The fall's most promising import is also the most potentially susceptible to this problem. The premise of ABC's Life on Mars (Thursdays, 10 p.m. E.T.; debuts Oct. 9) is ludicrous but irresistible: New York City cop Sam Tyler (Jason O'Mara) gets hit by a car and does a reverse Rip Van Winkle, coming to 35 years ... earlier. Inexplicably trapped in 1973 (he awakens wearing a collar with the wingspan of a 747), he returns to his precinct, tries to get his bearings and eventually finds himself working on a case directly connected to the one he was working on when he was run over.
Is he alive? Is he insane? Can he come home? And what does it all have to do with the David Bowie title song? We don't know, and the pilot doesn't bother making it plausible, but it does play up the time-travel culture-clash aspects for all they're worth. Even the predictable situations Sam mentions his cell phone to a cop who answers, "You need to sell what?" pay off. (A more somber, striking moment: Sam looks up after he comes to and sees the gleaming new Twin Towers of the World Trade Center.) But the real fascination is how the show plays off the techno-expectations about police work that CSI has bred into us. With no computers or lab work, Sam has to chase his case '70s-style, with shoe leather and as his new boss, Lieutenant Gene Hunt (Harvey Keitel), demonstrates a healthy disregard for search warrants.

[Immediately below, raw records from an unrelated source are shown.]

//! A toy group for tests: the integers modulo a small prime `Q` under
//! addition, with scalars also taken modulo `Q`.
//!
//! Scalar multiplication in this group is ordinary modular
//! multiplication, so expected results can be computed directly and
//! the reduction can be checked on values small enough to reason about.

use core::cmp::Ordering;
use core::ops::{Add, Neg};

use subtle::{Choice, ConstantTimeEq};

use crate::traits::{Identity, VartimePoint, VartimeScalar};

/// The group order.
pub(crate) const Q: u64 = 1_000_003;

#[derive(Clone, Copy, Debug, PartialEq, Eq)]
pub(crate) struct MockScalar(pub(crate) u64);

impl MockScalar {
    pub(crate) fn new(value: u64) -> Self {
        MockScalar(value % Q)
    }
}

impl Add for MockScalar {
    type Output = MockScalar;

    fn add(self, other: MockScalar) -> MockScalar {
        MockScalar((self.0 + other.0) % Q)
    }
}

impl Neg for MockScalar {
    type Output = MockScalar;

    fn neg(self) -> MockScalar {
        MockScalar((Q - self.0) % Q)
    }
}

impl VartimeScalar for MockScalar {
    fn zero() -> Self {
        MockScalar(0)
    }

    fn is_zero(&self) -> bool {
        self.0 == 0
    }

    fn cmp_vartime(&self, other: &Self) -> Ordering {
        self.0.cmp(&other.0)
    }

    fn halve_vartime(&self) -> (Self, bool) {
        (MockScalar(self.0 >> 1), self.0 & 1 == 1)
    }
}

#[derive(Clone, Copy, Debug, PartialEq, Eq)]
pub(crate) struct MockPoint(pub(crate) u64);

impl MockPoint {
    pub(crate) fn new(value: u64) -> Self {
        MockPoint(value % Q)
    }

    /// Reference scalar multiplication.
    pub(crate) fn mul(&self, scalar: &MockScalar) -> MockPoint {
        MockPoint(((self.0 as u128 * scalar.0 as u128) % Q as u128) as u64)
    }
}

impl Identity for MockPoint {
    fn identity() -> Self {
        MockPoint(0)
    }
}

impl ConstantTimeEq for MockPoint {
    fn ct_eq(&self, other: &MockPoint) -> Choice {
        self.0.ct_eq(&other.0)
    }
}

impl VartimePoint for MockPoint {
    fn add_vartime(&self, other: &Self) -> Self {
        MockPoint((self.0 + other.0) % Q)
    }

    fn double_vartime(&self) -> Self {
        MockPoint((2 * self.0) % Q)
    }
}

/// Sum of `scalars[i] * points[i]` computed term by term.
pub(crate) fn naive_multiscalar_mul(scalars: &[MockScalar], points: &[MockPoint]) -> MockPoint {
    scalars
        .iter()
        .zip(points.iter())
        .fold(MockPoint(0), |acc, (s, p)| acc.add_vartime(&p.mul(s)))
}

Life on Mars should bring viewers back for a second episode, but the highly praised British original resolved its story in only 16 episodes. Can this American Life avoid becoming ridiculous stretching the story out over dozens of episodes? It will depend on how well it rethinks the closed-ended British story line. In the end, successful foreign-transplant shows are not really "imported"; they immigrate. Eventually, they need to learn a new dialect and new mores. If they succeed like Archie Bunker and all TV's other Ellis Island inductees they'll have to find a way to adapt, take root and thrive in their new home country.